Walked into what could be called a B&M up here in Canada and perused the shelves... 1792 for $19.99 and Erinmore Mixture for $44.99... Wow...


----------



## DBCcigar (Apr 24, 2008)

Sure it was pipe tobacco?!? LOL


----------



## cp478 (Oct 23, 2008)

i knew prices were high in canada but come on!


----------



## phatmax (Mar 18, 2009)

Does Canada pay for stuff through tobacco taxes? I know beer in Canada is insanely expensive compared to the US and most of that is tax.


----------



## RHNewfie (Mar 21, 2007)

Canada pays for everything it can from tobacco tax! It is insanely high. I knew what to expect, and never buy things locally! Thank goodness for the interweb!!


----------



## Alpedhuez55 (Dec 16, 2005)

phatmax said:


> Does Canada pay for stuff through tobacco taxes? I know beer in Canada is insanely expensive compared to the US and most of that is tax.


Not to get too political, buy that is the road we are heading down. SCHIP was the start. I was reading this morning about the Junk Food tax which will increase taxes on sugary drinks, junk food and alcohol to pay for health care reform. I guess they are trying to sneak in as many new sin taxes as they can while Obama is still getting a free ride in the media.

I am sure when the schip tax does not produce the revenue they said it would, they will increase tobacco taxes as well.


----------



## SmoknTaz (Jun 18, 2008)

RHNewfie said:


> Canada pays for everything it can from tobacco tax! It is insanely high. I knew what to expect, and never buy things locally! Thank goodness for the interweb!!


I feel your pain bro! I'm the same and will only buy local out of desperation.


----------



## RHNewfie (Mar 21, 2007)

SmoknTaz said:


> I feel your pain bro! I'm the same and will only buy local out of desperation.
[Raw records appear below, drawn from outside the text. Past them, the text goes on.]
//! Environment-driven configuration for the dispatch core.
//!
//! Mirrors the teacher runtime's `Config::from_env()` / `Config::validate()`
//! shape: every field has a sane default, required credentials are fatal if
//! absent, and optional ones degrade with a warning.

use crate::error::ConfigError;
use std::env;
use std::time::Duration;

#[derive(Debug, Clone)]
pub struct LaneConfig {
    pub rpm: u32,
    pub capacity: usize,
    pub timeout: Duration,
}

impl LaneConfig {
    pub fn release_interval(&self) -> Duration {
        Duration::from_secs_f64(60.0 / self.rpm as f64)
    }
}

#[derive(Debug, Clone)]
pub struct Credentials {
    pub main_api_key: String,
    pub backup_api_key: String,
    pub memory_api_key: Option<String>,
}

#[derive(Debug, Clone)]
pub struct Config {
    pub chat_lane: LaneConfig,
    pub memory_lane: LaneConfig,
    pub worker_pool_size: usize,
    pub credentials: Credentials,
    pub max_history_rounds: usize,
    pub memory_trigger_every_n_turns: u64,
    pub embedding_dim: usize,
}

impl Config {
    pub fn from_env() -> Result<Self, ConfigError> {
        let main_api_key = require_env("MAIN_API_KEY")?;
        let backup_api_key = require_env("BACKUP_API_KEY")?;
        let memory_api_key = env::var("MEMORY_API_KEY").ok().filter(|s| !s.is_empty());
        if memory_api_key.is_none() {
            tracing::warn!("MEMORY_API_KEY not set; memory lane will fall back to BACKUP");
        }

        let config = Self {
            chat_lane: LaneConfig {
                rpm: parse_env("CHAT_RPM_LIMIT", 250)?,
                capacity: parse_env("CHAT_QUEUE_SIZE", 1000)?,
                timeout: Duration::from_secs(parse_env("CHAT_TIMEOUT_SECONDS", 240)?),
            },
            memory_lane: LaneConfig {
                rpm: parse_env("MEMORY_RPM_LIMIT", 400)?,
                capacity: parse_env("MEMORY_QUEUE_SIZE", 500)?,
                timeout: Duration::from_secs(parse_env("MEMORY_TIMEOUT_SECONDS", 120)?),
            },
            worker_pool_size: parse_env("THREAD_POOL_MAX_WORKERS", 300)?,
            credentials: Credentials {
                main_api_key,
                backup_api_key,
                memory_api_key,
            },
            max_history_rounds: parse_env("MAX_HISTORY_ROUNDS", 3)?,
            memory_trigger_every_n_turns: parse_env("MEMORY_TRIGGER_EVERY_N_TURNS", 3)?,
            embedding_dim: 1536,
        };

        config.validate()?;
        Ok(config)
    }

    pub fn validate(&self) -> Result<(), ConfigError> {
        if self.chat_lane.rpm == 0 {
            return Err(ConfigError::InvalidValue {
                field: "CHAT_RPM_LIMIT".into(),
                reason: "must be > 0".into(),
            });
        }
        if self.memory_lane.rpm == 0 {
            return Err(ConfigError::InvalidValue {
                field: "MEMORY_RPM_LIMIT".into(),
                reason: "must be > 0".into(),
            });
        }
        if self.chat_lane.capacity == 0 || self.memory_lane.capacity == 0 {
            return Err(ConfigError::InvalidValue {
                field: "QUEUE_SIZE".into(),
                reason: "capacity must be >= 1".into(),
            });
        }
        if self.max_history_rounds == 0 {
            return Err(ConfigError::InvalidValue {
                field: "MAX_HISTORY_ROUNDS".into(),
                reason: "must be > 0".into(),
            });
        }
        if self.memory_trigger_every_n_turns == 0 {
            return Err(ConfigError::InvalidValue {
                field: "MEMORY_TRIGGER_EVERY_N_TURNS".into(),
                reason: "must be > 0".into(),
            });
        }
        Ok(())
    }
}

fn require_env(key: &str) -> Result<String, ConfigError> {
    env::var(key)
        .ok()
        .filter(|s| !s.is_empty())
        .ok_or_else(|| ConfigError::MissingRequired(key.to_string()))
}

fn parse_env<T>(key: &str, default: T) -> Result<T, ConfigError>
where
    T: std::str::FromStr,
{
    match env::var(key) {
        Ok(val) if !val.is_empty() => val.parse().map_err(|_| ConfigError::InvalidValue {
            field: key.to_string(),
            reason: "could not parse value".to_string(),
        }),
        _ => Ok(default),
    }
}

#[cfg(test)]
mod tests {
    use super::*;
    use serial_test::serial;

    fn clear_env() {
        for key in [
            "MAIN_API_KEY",
            "BACKUP_API_KEY",
            "MEMORY_API_KEY",
            "CHAT_RPM_LIMIT",
            "CHAT_QUEUE_SIZE",
            "CHAT_TIMEOUT_SECONDS",
            "MEMORY_RPM_LIMIT",
            "MEMORY_QUEUE_SIZE",
            "MEMORY_TIMEOUT_SECONDS",
            "THREAD_POOL_MAX_WORKERS",
            "MAX_HISTORY_ROUNDS",
            "MEMORY_TRIGGER_EVERY_N_TURNS",
        ] {
            env::remove_var(key);
        }
    }

    #[test]
    #[serial]
    fn missing_main_key_is_fatal() {
        clear_env();
        let err = Config::from_env().unwrap_err();
        assert!(matches!(err, ConfigError::MissingRequired(k) if k == "MAIN_API_KEY"));
    }

    #[test]
    #[serial]
    fn defaults_apply_when_unset() {
        clear_env();
        env::set_var("MAIN_API_KEY", "main-key");
        env::set_var("BACKUP_API_KEY", "backup-key");
        let config = Config::from_env().unwrap();
        assert_eq!(config.chat_lane.rpm, 250);
        assert_eq!(config.memory_lane.capacity, 500);
        assert_eq!(config.max_history_rounds, 3);
        assert!(config.credentials.memory_api_key.is_none());
        clear_env();
    }

    #[test]
    #[serial]
    fn zero_rpm_fails_validation() {
        clear_env();
        env::set_var("MAIN_API_KEY", "main-key");
        env::set_var("BACKUP_API_KEY", "backup-key");
        env::set_var("CHAT_RPM_LIMIT", "0");
        let err = Config::from_env().unwrap_err();
        assert!(matches!(err, ConfigError::InvalidValue { field, .. } if field == "CHAT_RPM_LIMIT"));
        clear_env();
    }
}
I hear ya!! I wanted to price the 1792, I have a tin coming and thought I could grab it after if I liked it... not that that price though!


----------



## sounds7 (Mar 25, 2009)

This is why I am stocking up now. Sooner or later Obama will need to pay for his programs in the same manner and I will be ready.


----------



## DeadFrog (Mar 19, 2009)

It's bloody crazy here indeed. I'm going to be placing my first online order with 4Noggins in the next few days once I can make up my mind what I want to get.


----------



## RHNewfie (Mar 21, 2007)

They are good, then the shipping kills you! So order enough!


----------



## Mr.Lordi (May 20, 2007)

Alpedhuez55 said:


> Not to get too political, buy that is the road we are heading down. SCHIP was the start. I was reading this morning about the Junk Food tax which will increase taxes on sugary drinks, junk food and alcohol to pay for health care reform. I guess they are trying to sneak in as many new sin taxes as they can while Obama is still getting a free ride in the media.
> 
> I am sure when the schip tax does not produce the revenue they said it would, they will increase tobacco taxes as well.


The best part of SCHIP is the irony about it. He wants to tax us tobacco smokers to pay to keep children healthy, yet he is pro-choice.

That is a huge contradiction, in my opinion. I could be wrong though...but not often. lol!

Makes me glad I voted for the geezer. "Zombie McCain in 12" lol


----------



## Mad Hatter (Apr 8, 2007)

Since the 80s cigarette smokers have been taxed more, more, and more. No one else cared and said if you don't like it "then quit". Slap a tax relative to what cigarette smokers pay on junk food, soda pop, coffee, tea, beer, cigars, gasoline, etc, etc, etc and all of a sudden everybody cares. "United we stand, divided we fall" kinda comes to mind. Its about time Schwartz got his 

:drum:


----------



## commonsenseman (Apr 18, 2008)

Alpedhuez55 said:


> Not to get too political, buy that is the road we are heading down. SCHIP was the start. I was reading this morning about the Junk Food tax which will increase taxes on sugary drinks, junk food and alcohol to pay for health care reform. I guess they are trying to sneak in as many new sin taxes as they can while Obama is still getting a free ride in the media.
> 
> I am sure when the schip tax does not produce the revenue they said it would, they will increase tobacco taxes as well.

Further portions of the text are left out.